Worker appeals from an order of the workers’ compensation judge (WCJ) dismissing her claim for workers’ compensation benefits. Our second calendar notice proposed summary affirmance and Worker has responded with a memorandum in opposition. For the reasons stated herein and in our calendar notices, we affirm.
Our second calendar notice proposed to hold that Worker’s injury was outside the scope of NMSA 1978, Section 52-1-24(B) (Repl.Pamp.1987), because the motivation for the bomb threats resulted from the personal animosity of a co-employee against Worker for reasons which were not occasioned by Worker’s employment. See Gutierrez v. Artesia Pub. Schools, 92 N.M. 112, 583 P.2d 476 (Ct.App.1978) (where the employee’s death or resulting injury was caused by the willful assault of a third person intending to injure him because of personal reasons unconnected with the employee’s employment, the injury did not arise out of the employment, and the resulting death or injury was not compensable under the Workers’ Compensation Act). See also Valdez v. Glover Packing Co., 83 N.M. 570, 494 P.2d 983 (Ct.App.1972) (trial court’s finding that the worker’s injury was the result of personal animosity, and thus was not reasonably incident to his employment, held supported by substantial evidence). Although Worker in the instant case challenged the finding of the WCJ that the bomb threats were the result of personal animosity directed toward her because of events which occurred outside the scope of her employment, she does not press argument on this matter in her second memorandum in opposition. See State v. Martinez, 97 N.M. 585, 642 P.2d 188 (Ct.App.1982) (party may abandon an issue by failing to argue it in the memorandum in opposition). Moreover, the finding of the WCJ as to this issue was supported by substantial evidence on the record as a whole. Tallman v. ABF (Arkansas Best Freight), 108 N.M. 124, 767 P.2d 363 (Ct.App.1988).

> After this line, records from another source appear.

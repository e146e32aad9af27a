//! LRU List Module
//!
//! Recency-ordered map backed by a node arena and a key index.

use std::collections::HashMap;

// == Node ==
#[derive(Debug)]
struct Node<V> {
    key: String,
    value: V,
    prev: Option<usize>,
    next: Option<usize>,
}

// == LRU List ==
/// Doubly-linked list of entries with O(1) lookup, promotion and eviction.
///
/// - Head = least recently used
/// - Tail = most recently used
///
/// Links are arena indices; vacated slots are recycled through a free list.
#[derive(Debug)]
pub struct LruList<V> {
    nodes: Vec<Option<Node<V>>>,
    free: Vec<usize>,
    index: HashMap<String, usize>,
    head: Option<usize>,
    tail: Option<usize>,
}

impl<V> Default for LruList<V> {
    fn default() -> Self {
        Self::new()
    }
}

impl<V> LruList<V> {
    // == Constructor ==
    /// Creates a new empty list.
    pub fn new() -> Self {
        Self::with_capacity(0)
    }

    /// Creates an empty list with room for `capacity` entries.
    pub fn with_capacity(capacity: usize) -> Self {
        Self {
            nodes: Vec::with_capacity(capacity),
            free: Vec::new(),
            index: HashMap::with_capacity(capacity),
            head: None,
            tail: None,
        }
    }

    // == Push Back ==
    /// Inserts `value` at the most-recently-used end.
    ///
    /// An existing entry for `key` is replaced and moved to the tail; its old
    /// value is returned.
    pub fn push_back(&mut self, key: String, value: V) -> Option<V> {
        if let Some(&idx) = self.index.get(&key) {
            let old = std::mem::replace(&mut self.node_mut(idx).value, value);
            self.move_to_back(idx);
            return Some(old);
        }

        let node = Node {
            key: key.clone(),
            value,
            prev: self.tail,
            next: None,
        };
        let idx = match self.free.pop() {
            Some(idx) => {
                self.nodes[idx] = Some(node);
                idx
            }
            None => {
                self.nodes.push(Some(node));
                self.nodes.len() - 1
            }
        };

        match self.tail {
            Some(old_tail) => self.node_mut(old_tail).next = Some(idx),
            None => self.head = Some(idx),
        }
        self.tail = Some(idx);
        self.index.insert(key, idx);
        None
    }

    // == Peek ==
    /// Returns the value for `key` without changing its position.
    pub fn peek(&self, key: &str) -> Option<&V> {
        self.index.get(key).map(|&idx| &self.node(idx).value)
    }

    // == Touch ==
    /// Marks `key` as most recently used. Returns false if it is not present.
    pub fn touch(&mut self, key: &str) -> bool {
        match self.index.get(key) {
            Some(&idx) => {
                self.move_to_back(idx);
                true
            }
            None => false,
        }
    }

    // == Remove ==
    /// Removes `key`, returning its value.
    pub fn remove(&mut self, key: &str) -> Option<V> {
        let idx = self.index.remove(key)?;
        Some(self.unlink_and_free(idx).1)
    }

    // == Pop Front ==
    /// Removes and returns the least recently used entry.
    pub fn pop_front(&mut self) -> Option<(String, V)> {
        let idx = self.head?;
        let (key, value) = self.unlink_and_free(idx);
        self.index.remove(&key);
        Some((key, value))
    }

    // == Peek Front ==
    /// Returns the least recently used key without removing it.
    #[cfg(test)]
    pub fn peek_front(&self) -> Option<&str> {
        self.head.map(|idx| self.node(idx).key.as_str())
    }

    // == Length ==
    /// Returns the number of entries.
    pub fn len(&self) -> usize {
        self.index.len()
    }

    // == Is Empty ==
    pub fn is_empty(&self) -> bool {
        self.index.is_empty()
    }

    // == Contains ==
    pub fn contains(&self, key: &str) -> bool {
        self.index.contains_key(key)
    }

    // == Keys ==
    /// Keys from least to most recently used.
    pub fn keys(&self) -> Vec<&str> {
        let mut keys = Vec::with_capacity(self.len());
        let mut cursor = self.head;
        while let Some(idx) = cursor {
            let node = self.node(idx);
            keys.push(node.key.as_str());
            cursor = node.next;
        }
        keys
    }

    // == Internals ==
    fn node(&self, idx: usize) -> &Node<V> {
        self.nodes[idx]
            .as_ref()
            .expect("lru index points at a vacant slot")
    }

    fn node_mut(&mut self, idx: usize) -> &mut Node<V> {
        self.nodes[idx]
            .as_mut()
            .expect("lru index points at a vacant slot")
    }

    /// Detaches `idx` from its neighbours, leaving its own links stale.
    fn unlink(&mut self, idx: usize) {
        let (prev, next) = {
            let node = self.node(idx);
            (node.prev, node.next)
        };
        match prev {
            Some(p) => self.node_mut(p).next = next,
            None => self.head = next,
        }
        match next {
            Some(n) => self.node_mut(n).prev = prev,
            None => self.tail = prev,
        }
    }

    fn move_to_back(&mut self, idx: usize) {
        if self.tail == Some(idx) {
            return;
        }
        self.unlink(idx);

        let old_tail = self.tail;
        {
            let node = self.node_mut(idx);
            node.prev = old_tail;
            node.next = None;
        }
        match old_tail {
            Some(t) => self.node_mut(t).next = Some(idx),
            None => self.head = Some(idx),
        }
        self.tail = Some(idx);
    }

    fn unlink_and_free(&mut self, idx: usize) -> (String, V) {
        self.unlink(idx);
        let node = self.nodes[idx]
            .take()
            .expect("lru index points at a vacant slot");
        self.free.push(idx);
        (node.key, node.value)
    }
}

// == Unit Tests ==
#[cfg(test)]
mod tests {
    use super::*;

    fn list_of(keys: &[&str]) -> LruList<usize> {
        let mut lru = LruList::new();
        for (i, key) in keys.iter().enumerate() {
            lru.push_back(key.to_string(), i);
        }
        lru
    }

    #[test]
    fn test_lru_new() {
        let lru: LruList<u8> = LruList::new();
        assert!(lru.is_empty());
        assert_eq!(lru.len(), 0);
        assert_eq!(lru.peek_front(), None);
    }

    #[test]
    fn test_lru_push_back_orders_oldest_first() {
        let lru = list_of(&["key1", "key2", "key3"]);

        assert_eq!(lru.len(), 3);
        assert_eq!(lru.peek_front(), Some("key1"));
        assert_eq!(lru.keys(), vec!["key1", "key2", "key3"]);
    }

    #[test]
    fn test_lru_push_back_existing_key_replaces_and_promotes() {
        let mut lru = list_of(&["a", "b", "c"]);

        let old = lru.push_back("a".to_string(), 42);

        assert_eq!(old, Some(0));
        assert_eq!(lru.len(), 3);
        assert_eq!(lru.peek("a"), Some(&42));
        assert_eq!(lru.keys(), vec!["b", "c", "a"]);
    }

    #[test]
    fn test_lru_touch_moves_to_back() {
        let mut lru = list_of(&["a", "b", "c"]);

        assert!(lru.touch("a"));
        assert_eq!(lru.peek_front(), Some("b"));

        assert_eq!(lru.pop_front(), Some(("b".to_string(), 1)));
        assert_eq!(lru.pop_front(), Some(("c".to_string(), 2)));
        assert_eq!(lru.pop_front(), Some(("a".to_string(), 0)));
        assert_eq!(lru.pop_front(), None);
    }

    #[test]
    fn test_lru_touch_tail_and_missing() {
        let mut lru = list_of(&["a", "b"]);

        assert!(lru.touch("b"));
        assert_eq!(lru.keys(), vec!["a", "b"]);
        assert!(!lru.touch("nonexistent"));
    }

    #[test]
    fn test_lru_order_after_multiple_touches() {
        let mut lru = list_of(&["a", "b", "c"]);

        lru.touch("a");
        lru.touch("c");
        lru.touch("b");

        assert_eq!(lru.keys(), vec!["a", "c", "b"]);
    }

    #[test]
    fn test_lru_remove_head_middle_tail() {
        let mut lru = list_of(&["a", "b", "c", "d"]);

        assert_eq!(lru.remove("b"), Some(1));
        assert_eq!(lru.keys(), vec!["a", "c", "d"]);

        assert_eq!(lru.remove("a"), Some(0));
        assert_eq!(lru.peek_front(), Some("c"));

        assert_eq!(lru.remove("d"), Some(3));
        assert_eq!(lru.keys(), vec!["c"]);

        assert_eq!(lru.remove("nonexistent"), None);
        assert!(!lru.contains("a"));
        assert!(lru.contains("c"));
    }

    #[test]
    fn test_lru_remove_last_entry_empties_list() {
        let mut lru = list_of(&["only"]);
        assert_eq!(lru.remove("only"), Some(0));
        assert!(lru.is_empty());
        assert_eq!(lru.peek_front(), None);
        assert!(lru.keys().is_empty());

        lru.push_back("again".to_string(), 7);
        assert_eq!(lru.keys(), vec!["again"]);
    }

    #[test]
    fn test_lru_reuses_freed_slots() {
        let mut lru = list_of(&["a", "b", "c"]);
        lru.pop_front();
        lru.remove("c");
        lru.push_back("d".to_string(), 3);
        lru.push_back("e".to_string(), 4);

        assert_eq!(lru.nodes.len(), 3);
        assert_eq!(lru.keys(), vec!["b", "d", "e"]);
    }
}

Worker’s main argument seeks to distinguish the decision in Gutierrez from the instant case on two grounds. First, Worker argues that the setting of her employment, an elementary school, increased the risk of the assault. We disagree. Even if we were to conclude that bomb threats constituted a risk incident to her position as a teacher’s aide, which we decline to do, Worker is not entitled to compensation because the “positional-risk” doctrine she urges us to adopt only applies where the assault is not motivated by personal animosity toward an individual worker. See 1 Arthur Larson, The Law of Workmen’s Compensation § 10.00 (1990).
Worker’s second attempt to distinguish this case from Gutierrez is also related to her argument concerning the doctrine of “positional risk.” She contends that her injuries are compensable because the assault “would not have taken place” if she had not been employed at the school. *220This “but-for” theory has been adopted in a limited number of jurisdictions, see Arthur Larson, supra, § 11.16(c); however, we need not reach the issue of whether New Mexico should recognize a “but-for” theory in cases involving assaults against employees, because we determine that such a doctrine would not apply in any event in the instant case because the incident leading to her psychological condition arose out of and was rooted in personal animosity by a co-employee toward Worker involving matters unrelated to her employment. Id. at 3-271. When the origin of the assault arises because of private or personal reasons, and the worker’s employment has not engendered or exacerbated the quarrel or facilitated the assault, Larson notes that “the assault should be held noncompensable even in states fully accepting the positional-risk test, since that test applies only when the risk is ‘neutral.’ ” Arthur Larson, supra, § 11.21(c) (footnote omitted).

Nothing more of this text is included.